#### Entries provided:
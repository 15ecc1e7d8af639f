//! Infrastructure traits, used for DI on higher levels

use crate::infrastructure::database::StoreError;
use crate::infrastructure::entities;
use async_trait::async_trait;
use uuid::Uuid;

/// Library search: optional partial matches plus a zero-based inclusive row range.
#[derive(Debug, Clone, Default, PartialEq, Eq)]
pub struct CompanionFilter {
    pub subject: Option<String>,
    pub topic: Option<String>,
    pub from: u64,
    pub to: u64,
}

/// Every method takes the caller's data-tier token, if any; it is attached to
/// that request only.
#[async_trait]
pub trait CompanionRepository: Send + Sync {
    async fn insert_companion(
        &self,
        token: Option<&str>,
        author: &str,
        fields: entities::NewCompanion,
    ) -> Result<entities::Companion, StoreError>;

    async fn list_companions(
        &self,
        token: Option<&str>,
        filter: &CompanionFilter,
    ) -> Result<Vec<entities::Companion>, StoreError>;

    async fn find_companion(
        &self,
        token: Option<&str>,
        id: Uuid,
    ) -> Result<Option<entities::Companion>, StoreError>;

    async fn list_companions_by_author(
        &self,
        token: Option<&str>,
        author: &str,
    ) -> Result<Vec<entities::Companion>, StoreError>;

    async fn count_companions_by_author(
        &self,
        token: Option<&str>,
        author: &str,
    ) -> Result<usize, StoreError>;

    async fn insert_session(
        &self,
        token: Option<&str>,
        user_id: &str,
        companion_id: Uuid,
    ) -> Result<(), StoreError>;

    /// Companions of the newest session rows, optionally for one user.
    async fn list_session_companions(
        &self,
        token: Option<&str>,
        user_id: Option<&str>,
        limit: u64,
    ) -> Result<Vec<entities::Companion>, StoreError>;

    /// Returns `false` when the bookmark already existed.
    async fn insert_bookmark(
        &self,
        token: Option<&str>,
        user_id: &str,
        companion_id: Uuid,
    ) -> Result<bool, StoreError>;

    async fn delete_bookmark(
        &self,
        token: Option<&str>,
        user_id: &str,
        companion_id: Uuid,
    ) -> Result<(), StoreError>;

    async fn list_bookmarked_companions(
        &self,
        token: Option<&str>,
        user_id: &str,
    ) -> Result<Vec<entities::Companion>, StoreError>;
}
//! DI "Interfaces"

use crate::core::auth::Principal;
use crate::core::errors::ActionError;
use crate::infrastructure::entities;
use async_trait::async_trait;
use serde::Deserialize;
use uuid::Uuid;

pub const DEFAULT_PAGE_SIZE: u32 = 10;

/// Library search parameters. Empty strings count as absent.
#[derive(Debug, Clone, Default, Deserialize)]
pub struct CompanionQuery {
    pub limit: Option<u32>,
    pub page: Option<u32>,
    pub subject: Option<String>,
    pub topic: Option<String>,
}

impl CompanionQuery {
    /// Zero-based inclusive row range for the requested page.
    ///
    /// Pages past the last addressable row are clamped so both bounds fit
    /// the store's signed 64-bit offsets.
    pub fn range(&self) -> (u64, u64) {
        let limit = u64::from(self.limit.unwrap_or(DEFAULT_PAGE_SIZE).max(1));
        let page = u64::from(self.page.unwrap_or(1).max(1)).min(i64::MAX as u64 / limit);
        ((page - 1) * limit, page * limit - 1)
    }
}

/// Companion actions available to page handlers and the JSON API.
///
/// Reads take the viewer only to forward its data-tier token. Every action
/// returns a typed result: failures are never reported as empty data.
#[async_trait]
pub trait CompanionService: Send + Sync {
    /// Creates a companion authored by `principal`.
    ///
    /// Returns `Unauthorized` without a principal; nothing is inserted then.
    async fn create_companion(
        &self,
        principal: Option<&Principal>,
        fields: entities::NewCompanion,
    ) -> Result<entities::Companion, ActionError>;

    /// Filtered, paginated library listing.
    async fn get_all_companions(
        &self,
        viewer: Option<&Principal>,
        query: &CompanionQuery,
    ) -> Result<Vec<entities::Companion>, ActionError>;

    /// `Ok(None)` when no companion has this id.
    async fn get_companion(
        &self,
        viewer: Option<&Principal>,
        id: Uuid,
    ) -> Result<Option<entities::Companion>, ActionError>;

    async fn add_to_session_history(
        &self,
        principal: Option<&Principal>,
        companion_id: Uuid,
    ) -> Result<(), ActionError>;

    /// Companions of the newest sessions across all users.
    async fn get_recent_sessions(
        &self,
        viewer: Option<&Principal>,
        limit: u32,
    ) -> Result<Vec<entities::Companion>, ActionError>;

    async fn get_user_sessions(
        &self,
        viewer: Option<&Principal>,
        user_id: &str,
        limit: u32,
    ) -> Result<Vec<entities::Companion>, ActionError>;

    async fn get_user_companions(
        &self,
        viewer: Option<&Principal>,
        user_id: &str,
    ) -> Result<Vec<entities::Companion>, ActionError>;

    /// Whether `principal` may create another companion.
    async fn new_companion_permissions(
        &self,
        principal: Option<&Principal>,
    ) -> Result<bool, ActionError>;

    /// Bookmarks a companion and revalidates `path`.
    async fn add_bookmark(
        &self,
        principal: Option<&Principal>,
        companion_id: Uuid,
        path: &str,
    ) -> Result<(), ActionError>;

    /// Removes a bookmark and revalidates `path`.
    async fn remove_bookmark(
        &self,
        principal: Option<&Principal>,
        companion_id: Uuid,
        path: &str,
    ) -> Result<(), ActionError>;

    async fn get_bookmarked_companions(
        &self,
        viewer: Option<&Principal>,
        user_id: &str,
    ) -> Result<Vec<entities::Companion>, ActionError>;
}

/// Rendered-page cache, invalidated per logical path.
#[async_trait]
pub trait PageCache: Send + Sync {
    async fn get(&self, path: &str, variant: &str) -> Option<String>;

    async fn put(&self, path: &str, variant: &str, html: String);

    /// Drops every cached variant of `path`.
    async fn revalidate(&self, path: &str);
}
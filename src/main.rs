//! Converso companions server
//!
//! Server-rendered companion pages plus a JSON API over the same actions.

use converso::api;
use converso::config::Config;
use converso::core::services::MyCompanionService;
use converso::infrastructure::database::DatabaseConnection;
use converso::infrastructure::repositories::DbCompanionRepository;
use converso::infrastructure::view_cache::ViewCache;

use anyhow::{Context, anyhow};
use axum::Router;
use axum::http::{HeaderValue, Method};
use di::{Injectable, ServiceCollection};
use di_axum::RouterServiceProviderExtensions;
use log::{info, warn};
use tokio::runtime::{Builder, Runtime};
use tower::ServiceBuilder;
use tower_http::cors::{Any, CorsLayer};
use tower_http::services::ServeDir;

fn main() -> anyhow::Result<()> {
    // initialize tracing
    tracing_subscriber::fmt::init();

    // fail early on a broken environment; DI re-reads the same values
    let config = Config::from_env().context("invalid configuration")?;
    config.store().context("no companion store configured")?;

    let runtime: Runtime = Builder::new_multi_thread().enable_all().build()?;

    let web_task_handle = runtime.spawn(web_server_task(config));

    runtime.block_on(async { web_task_handle.await.context("failed to join web task")? })
}

fn cors(config: &Config) -> CorsLayer {
    let origins: Vec<HeaderValue> = config
        .cors_origins
        .iter()
        .filter_map(|origin| match origin.parse::<HeaderValue>() {
            Ok(value) => Some(value),
            Err(_) => {
                warn!("ignoring invalid CORS origin {origin}");
                None
            }
        })
        .collect();

    CorsLayer::new()
        .allow_headers(Any)
        .allow_methods([Method::GET, Method::POST, Method::DELETE])
        .allow_origin(origins)
}

async fn web_server_task(config: Config) -> anyhow::Result<()> {
    let provider = ServiceCollection::new()
        .add(Config::singleton())
        .add(DatabaseConnection::singleton())
        .add(ViewCache::singleton())
        .add(DbCompanionRepository::scoped())
        .add(MyCompanionService::scoped())
        .build_provider()
        .map_err(|e| anyhow!("failed to build service provider: {e:?}"))?;

    provider
        .get_required::<DatabaseConnection>()
        .migrate()
        .await
        .context("failed to migrate the companion store")?;

    // build our application with its routes
    let app = Router::new()
        .merge(api::pages::router())
        .nest("/api", api::companions::router())
        .nest_service(
            "/static",
            ServiceBuilder::new().service(ServeDir::new("static")),
        )
        .layer(cors(&config))
        .with_provider(provider);

    let listener = tokio::net::TcpListener::bind(&config.bind_address)
        .await
        .with_context(|| format!("failed to bind {}", config.bind_address))?;
    info!("listening on {}", listener.local_addr()?);
    axum::serve(listener, app).await?;
    info!("Shutting down...");
    Ok(())
}
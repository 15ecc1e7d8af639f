//! Converso companions server - Library exports for testing

pub mod api;
pub mod config;
pub mod core;
pub mod infrastructure;
pub mod views;
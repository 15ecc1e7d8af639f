//! Environment-driven configuration

use di::{inject, injectable};
use log::error;
use std::env;
use std::time::Duration;
use thiserror::Error;

const DEFAULT_BIND_ADDRESS: &str = "0.0.0.0:3000";
const DEFAULT_VIEW_CACHE_TTL_SECS: u64 = 60;
const DEFAULT_VIEW_CACHE_CAPACITY: usize = 1000;
const DEFAULT_CORS_ORIGINS: [&str; 2] = ["http://localhost:3000", "http://localhost:5173"];

#[derive(Debug, Error)]
pub enum ConfigError {
    #[error("{0} must be set when SUPABASE_URL is set")]
    Missing(&'static str),
    #[error("either SUPABASE_URL or DATABASE_URL must be set")]
    NoStore,
    #[error("{name} is not a valid number: {value}")]
    InvalidNumber { name: &'static str, value: String },
}

/// Where companion data lives.
#[derive(Debug, Clone, PartialEq, Eq)]
pub enum StoreSettings {
    /// Hosted PostgREST endpoint.
    Rest { url: String, api_key: String },
    /// Local SQLite database, migrated at startup.
    Sqlite { url: String },
}

#[derive(Debug, Clone)]
pub struct Config {
    pub supabase_url: Option<String>,
    pub supabase_anon_key: Option<String>,
    pub database_url: Option<String>,
    pub bind_address: String,
    pub view_cache_ttl: Duration,
    /// Most rendered pages kept at once.
    pub view_cache_capacity: usize,
    pub cors_origins: Vec<String>,
}

impl Default for Config {
    fn default() -> Self {
        Self {
            supabase_url: None,
            supabase_anon_key: None,
            database_url: None,
            bind_address: DEFAULT_BIND_ADDRESS.to_owned(),
            view_cache_ttl: Duration::from_secs(DEFAULT_VIEW_CACHE_TTL_SECS),
            view_cache_capacity: DEFAULT_VIEW_CACHE_CAPACITY,
            cors_origins: DEFAULT_CORS_ORIGINS.iter().map(|o| o.to_string()).collect(),
        }
    }
}

#[injectable]
impl Config {
    #[inject]
    pub fn create() -> Config {
        Config::from_env().unwrap_or_else(|e| {
            error!("invalid configuration, using defaults: {e}");
            Config::default()
        })
    }
}

impl Config {
    /// Reads `.env` (if present) and the process environment.
    pub fn from_env() -> Result<Config, ConfigError> {
        dotenvy::dotenv().ok();
        Self::from_lookup(|name| env::var(name).ok())
    }

    /// Builds a config from an arbitrary variable lookup. Blank values count as unset.
    pub fn from_lookup<F>(lookup: F) -> Result<Config, ConfigError>
    where
        F: Fn(&str) -> Option<String>,
    {
        let var = |name: &str| {
            lookup(name)
                .map(|v| v.trim().to_owned())
                .filter(|v| !v.is_empty())
        };

        let mut config = Config {
            supabase_url: var("SUPABASE_URL"),
            supabase_anon_key: var("SUPABASE_ANON_KEY"),
            database_url: var("DATABASE_URL"),
            ..Config::default()
        };

        if let Some(bind_address) = var("BIND_ADDRESS") {
            config.bind_address = bind_address;
        }

        if let Some(ttl) = var("VIEW_CACHE_TTL_SECS") {
            let secs = ttl.parse::<u64>().map_err(|_| ConfigError::InvalidNumber {
                name: "VIEW_CACHE_TTL_SECS",
                value: ttl.clone(),
            })?;
            config.view_cache_ttl = Duration::from_secs(secs);
        }

        if let Some(capacity) = var("VIEW_CACHE_CAPACITY") {
            let entries = capacity.parse::<usize>().map_err(|_| ConfigError::InvalidNumber {
                name: "VIEW_CACHE_CAPACITY",
                value: capacity.clone(),
            })?;
            config.view_cache_capacity = entries;
        }

        if let Some(origins) = var("CORS_ORIGINS") {
            config.cors_origins = origins
                .split(',')
                .map(str::trim)
                .filter(|o| !o.is_empty())
                .map(str::to_owned)
                .collect();
        }

        Ok(config)
    }

    /// Picks the store backend. A hosted endpoint wins over a local database.
    pub fn store(&self) -> Result<StoreSettings, ConfigError> {
        match (&self.supabase_url, &self.database_url) {
            (Some(url), _) => {
                let api_key = self
                    .supabase_anon_key
                    .clone()
                    .ok_or(ConfigError::Missing("SUPABASE_ANON_KEY"))?;
                Ok(StoreSettings::Rest {
                    url: url.trim_end_matches('/').to_owned(),
                    api_key,
                })
            }
            (None, Some(url)) => Ok(StoreSettings::Sqlite { url: url.clone() }),
            (None, None) => Err(ConfigError::NoStore),
        }
    }
}
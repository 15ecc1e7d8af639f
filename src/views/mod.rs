//! Server-rendered pages
//!
//! Templates only present data that handlers already fetched.

use crate::infrastructure::entities::Companion;
use log::error;
use minijinja::{Environment, Value, context};
use serde::Serialize;
use std::sync::LazyLock;

pub const SUBJECTS: [&str; 6] = ["maths", "language", "science", "history", "coding", "economics"];

const FALLBACK_COLOR: &str = "#888888";

const TEMPLATES: [(&str, &str); 7] = [
    ("base.html", include_str!("../../templates/base.html")),
    ("macros.html", include_str!("../../templates/macros.html")),
    ("home.html", include_str!("../../templates/home.html")),
    ("companions.html", include_str!("../../templates/companions.html")),
    ("companion.html", include_str!("../../templates/companion.html")),
    ("my_journey.html", include_str!("../../templates/my_journey.html")),
    ("error.html", include_str!("../../templates/error.html")),
];

static ENVIRONMENT: LazyLock<Environment<'static>> = LazyLock::new(|| {
    let mut env = Environment::new();
    env.add_filter("subject_color", subject_color);
    for (name, source) in TEMPLATES {
        if let Err(e) = env.add_template(name, source) {
            error!("failed to load template {name}: {e}");
        }
    }
    env
});

/// Card background for a subject.
pub fn subject_color(subject: &str) -> String {
    match subject.to_lowercase().as_str() {
        "science" => "#E5D0FF",
        "maths" => "#FFDA6E",
        "language" => "#BDE7FF",
        "coding" => "#FFC8E4",
        "history" => "#FFECC8",
        "economics" => "#C8FFDF",
        _ => FALLBACK_COLOR,
    }
    .to_owned()
}

/// Who is looking at the page, as far as templates care.
#[derive(Debug, Clone, Serialize)]
pub struct Viewer {
    pub id: String,
    pub bookmarks: Vec<String>,
}

impl Viewer {
    pub fn new(id: impl Into<String>, bookmarked: &[Companion]) -> Viewer {
        Viewer {
            id: id.into(),
            bookmarks: bookmarked.iter().map(|c| c.id.to_string()).collect(),
        }
    }
}

#[derive(Debug, Clone, Serialize)]
pub struct LibraryPage {
    pub companions: Vec<Companion>,
    pub subject: String,
    pub topic: String,
    pub page: u32,
    pub has_next: bool,
}

fn render(name: &str, ctx: Value) -> Result<String, minijinja::Error> {
    ENVIRONMENT.get_template(name)?.render(ctx)
}

pub fn home(
    viewer: Option<&Viewer>,
    popular: &[Companion],
    recent: &[Companion],
) -> Result<String, minijinja::Error> {
    render(
        "home.html",
        context! { viewer, popular, recent, path => "/" },
    )
}

pub fn library(viewer: Option<&Viewer>, page: &LibraryPage) -> Result<String, minijinja::Error> {
    render(
        "companions.html",
        context! {
            viewer,
            subjects => SUBJECTS,
            path => "/companions",
            ..Value::from_serialize(page)
        },
    )
}

pub fn companion(viewer: Option<&Viewer>, companion: &Companion) -> Result<String, minijinja::Error> {
    render(
        "companion.html",
        context! {
            viewer,
            companion,
            path => format!("/companions/{}", companion.id),
        },
    )
}

pub fn my_journey(
    viewer: &Viewer,
    companions: &[Companion],
    sessions: &[Companion],
    bookmarked: &[Companion],
) -> Result<String, minijinja::Error> {
    render(
        "my_journey.html",
        context! {
            viewer,
            companions,
            sessions,
            bookmarked,
            path => "/my-journey",
        },
    )
}

pub fn error_page(status: u16, message: &str) -> Result<String, minijinja::Error> {
    render("error.html", context! { status, message })
}
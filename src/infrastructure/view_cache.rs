//! In-process rendered-page cache
//!
//! Bounded LRU of rendered HTML keyed by logical path and variant. Expired
//! pages are dropped on lookup and swept on every insert.

use crate::config::Config;
use crate::core::traits::PageCache;
use async_trait::async_trait;
use di::{Ref, inject, injectable};
use log::debug;
use lru::LruCache;
use std::num::NonZeroUsize;
use std::time::{Duration, Instant};
use tokio::sync::RwLock;

const DEFAULT_CAPACITY: NonZeroUsize = match NonZeroUsize::new(1000) {
    Some(n) => n,
    None => unreachable!(),
};

/// (logical path, variant)
type PageKey = (String, String);

struct CachedPage {
    html: String,
    expires_at: Instant,
}

impl CachedPage {
    fn is_expired(&self) -> bool {
        Instant::now() >= self.expires_at
    }
}

pub struct ViewCache {
    ttl: Duration,
    pages: RwLock<LruCache<PageKey, CachedPage>>,
}

#[injectable(PageCache)]
impl ViewCache {
    #[inject]
    pub fn create(config: Ref<Config>) -> ViewCache {
        ViewCache::new(config.view_cache_ttl, config.view_cache_capacity)
    }
}

impl ViewCache {
    /// A zero capacity falls back to the default.
    pub fn new(ttl: Duration, capacity: usize) -> ViewCache {
        let capacity = NonZeroUsize::new(capacity).unwrap_or(DEFAULT_CAPACITY);
        ViewCache {
            ttl,
            pages: RwLock::new(LruCache::new(capacity)),
        }
    }

    /// Number of pages currently held, expired or not.
    pub async fn len(&self) -> usize {
        self.pages.read().await.len()
    }

    pub async fn is_empty(&self) -> bool {
        self.len().await == 0
    }

    fn remove_where<F>(pages: &mut LruCache<PageKey, CachedPage>, matches: F) -> usize
    where
        F: Fn(&PageKey, &CachedPage) -> bool,
    {
        let keys: Vec<PageKey> = pages
            .iter()
            .filter(|(key, page)| matches(key, page))
            .map(|(key, _)| key.clone())
            .collect();
        for key in &keys {
            pages.pop(key);
        }
        keys.len()
    }
}

/// `/companions/?subject=x` and `/companions` name the same logical path.
pub fn logical_path(path: &str) -> String {
    let path = path.split(['?', '#']).next().unwrap_or_default();
    let trimmed = path.trim_end_matches('/');
    if trimmed.is_empty() {
        "/".to_owned()
    } else if trimmed.starts_with('/') {
        trimmed.to_owned()
    } else {
        format!("/{trimmed}")
    }
}

#[async_trait]
impl PageCache for ViewCache {
    async fn get(&self, path: &str, variant: &str) -> Option<String> {
        if self.ttl.is_zero() {
            return None;
        }
        let key = (logical_path(path), variant.to_owned());
        let mut pages = self.pages.write().await;
        if pages.peek(&key)?.is_expired() {
            pages.pop(&key);
            return None;
        }
        pages.get(&key).map(|page| page.html.clone())
    }

    async fn put(&self, path: &str, variant: &str, html: String) {
        if self.ttl.is_zero() {
            return;
        }
        let mut pages = self.pages.write().await;
        let expired = Self::remove_where(&mut pages, |_, page| page.is_expired());
        if expired > 0 {
            debug!("dropped {expired} expired pages");
        }
        pages.push(
            (logical_path(path), variant.to_owned()),
            CachedPage {
                html,
                expires_at: Instant::now() + self.ttl,
            },
        );
    }

    async fn revalidate(&self, path: &str) {
        let path = logical_path(path);
        let mut pages = self.pages.write().await;
        let removed = Self::remove_where(&mut pages, |(page_path, _), _| *page_path == path);
        if removed > 0 {
            debug!("revalidated {path} ({removed} cached variants)");
        }
    }
}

#### What is required:
After reading the material above, tally the lines that include the string "language" and give only the number.

#### Written solution:
2